[[ Available data open ]]

// Copyright 2019-2026 ChainSafe Systems
// SPDX-License-Identifier: Apache-2.0, MIT

use std::collections::{BTreeMap, BTreeSet};
use std::path::Path;
use std::str::FromStr as _;
use std::sync::Arc;

use parking_lot::Mutex;
use tracing_subscriber::filter::LevelFilter;
use tracing_subscriber::layer::Layered;
use tracing_subscriber::{EnvFilter, Registry, prelude::*, reload};

use crate::cli_shared::cli::LogConfig;
use crate::utils::misc::LoggingColor;

type Filtered = Layered<reload::Layer<EnvFilter, Registry>, Registry>;

/// Targets `LogSetLevelRegex` can match besides those that already carry a directive.
const KNOWN_TARGETS: &[&str] = &[
    "lily",
    "lily::chain",
    "lily::cli",
    "lily::daemon",
    "lily::datasource",
    "lily::indexer",
    "lily::jobs",
    "lily::queue",
    "lily::rpc",
    "lily::schedule",
    "lily::storage",
    "lily::tasks",
    "jsonrpsee",
    "hyper",
    "sqlx",
];

#[derive(Debug, thiserror::Error)]
pub enum LogError {
    #[error("invalid level {0:?}")]
    InvalidLevel(String),
    #[error(transparent)]
    InvalidRegex(#[from] regex::Error),
    #[error(transparent)]
    InvalidDirective(#[from] tracing_subscriber::filter::ParseError),
    #[error("failed to reload log filter: {0}")]
    Reload(#[from] reload::Error),
}

#[derive(Debug)]
struct Directives {
    /// Directives the filter starts from, `RUST_LOG` when set.
    base: String,
    targets: BTreeMap<String, LevelFilter>,
}

impl Directives {
    fn to_filter_string(&self) -> String {
        std::iter::once(self.base.clone())
            .chain(
                self.targets
                    .iter()
                    .map(|(target, level)| format!("{target}={level}")),
            )
            .filter(|it| !it.is_empty())
            .collect::<Vec<_>>()
            .join(",")
    }
}

/// Changes the active log filter at runtime.
#[derive(Clone)]
pub struct LogHandle {
    reload: Option<reload::Handle<EnvFilter, Registry>>,
    directives: Arc<Mutex<Directives>>,
}

impl LogHandle {
    /// A handle that tracks directives without a subscriber behind it.
    pub fn detached(base: &str, config: &LogConfig) -> Self {
        Self {
            reload: None,
            directives: Arc::new(Mutex::new(Directives {
                base: base.to_owned(),
                targets: config
                    .filters
                    .iter()
                    .map(|f| (f.module.clone(), f.level))
                    .collect(),
            })),
        }
    }

    pub fn filter(&self) -> Result<EnvFilter, LogError> {
        Ok(EnvFilter::builder().parse(self.directives.lock().to_filter_string())?)
    }

    /// The active directives, base directives first.
    pub fn list(&self) -> Vec<String> {
        let directives = self.directives.lock();
        directives
            .base
            .split(',')
            .filter(|it| !it.is_empty())
            .map(str::to_owned)
            .chain(
                directives
                    .targets
                    .iter()
                    .map(|(target, level)| format!("{target}={level}")),
            )
            .collect()
    }

    pub fn set_level(&self, target: &str, level: &str) -> Result<(), LogError> {
        let level = parse_level(level)?;
        self.apply(|targets| {
            targets.insert(target.to_owned(), level);
        })
    }

    /// Sets `level` on every known target matching `pattern` and returns how many changed.
    pub fn set_level_regex(&self, pattern: &str, level: &str) -> Result<usize, LogError> {
        let level = parse_level(level)?;
        let regex = regex::Regex::new(pattern)?;
        let mut changed = 0;
        self.apply(|targets| {
            let known: BTreeSet<String> = KNOWN_TARGETS
                .iter()
                .map(|it| it.to_string())
                .chain(targets.keys().cloned())
                .filter(|it| regex.is_match(it))
                .collect();
            for target in known {
                if targets.insert(target, level).is_none_or(|old| old != level) {
                    changed += 1;
                }
            }
        })?;
        Ok(changed)
    }

    fn apply(&self, change: impl FnOnce(&mut BTreeMap<String, LevelFilter>)) -> Result<(), LogError> {
        let mut directives = self.directives.lock();
        let mut targets = directives.targets.clone();
        change(&mut targets);
        let candidate = Directives {
            base: directives.base.clone(),
            targets,
        };
        let filter = EnvFilter::builder().parse(candidate.to_filter_string())?;
        if let Some(reload) = &self.reload {
            reload.reload(filter)?;
        }
        *directives = candidate;
        Ok(())
    }
}

fn parse_level(level: &str) -> Result<LevelFilter, LogError> {
    LevelFilter::from_str(level).map_err(|_| LogError::InvalidLevel(level.to_owned()))
}

/// Installs the global subscriber: a console layer and, with `log_dir`, hourly rolling files.
/// Both share one reloadable filter.
pub fn setup_logger(color: LoggingColor, log_dir: Option<&Path>, config: &LogConfig) -> LogHandle {
    let mut handle = match std::env::var(EnvFilter::DEFAULT_ENV) {
        Ok(env) => LogHandle::detached(&env, &LogConfig { filters: vec![] }),
        Err(_) => LogHandle::detached("info", config),
    };
    let filter = handle.filter().unwrap_or_else(|e| {
        eprintln!("ignoring invalid log filter: {e}");
        EnvFilter::new("info")
    });
    let (filter, reload) = reload::Layer::new(filter);
    handle.reload = Some(reload);

    let mut layers: Vec<Box<dyn tracing_subscriber::layer::Layer<Filtered> + Send + Sync>> =
        // console logger
        vec![Box::new(
            tracing_subscriber::fmt::Layer::new().with_ansi(color.coloring_enabled()),
        )];

    // file logger
    if let Some(log_dir) = log_dir {
        let file_appender = tracing_appender::rolling::hourly(log_dir, "lily.log");
        layers.push(Box::new(
            tracing_subscriber::fmt::Layer::new()
                .with_ansi(false)
                .with_writer(file_appender),
        ));
    }

    if tracing_subscriber::registry()
        .with(filter)
        .with(layers)
        .try_init()
        .is_err()
    {
        tracing::debug!("global subscriber already installed");
    }
    handle
}

/// Log warnings to stderr. Used by commands that talk to a daemon.
pub fn setup_minimal_logger() {
    let filter = match std::env::var(EnvFilter::DEFAULT_ENV) {
        Ok(s) => EnvFilter::new(s),
        Err(_) => EnvFilter::new("warn"),
    };
    let _ = tracing_subscriber::registry()
        .with(
            tracing_subscriber::fmt::Layer::new()
                .with_ansi(LoggingColor::Auto.coloring_enabled())
                .with_writer(std::io::stderr)
                .with_filter(filter),
        )
        .try_init();
}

[[ Available data closed ]]

Among the lines of the listing above, tally the ones holding the string "insert" and give that count alone.

2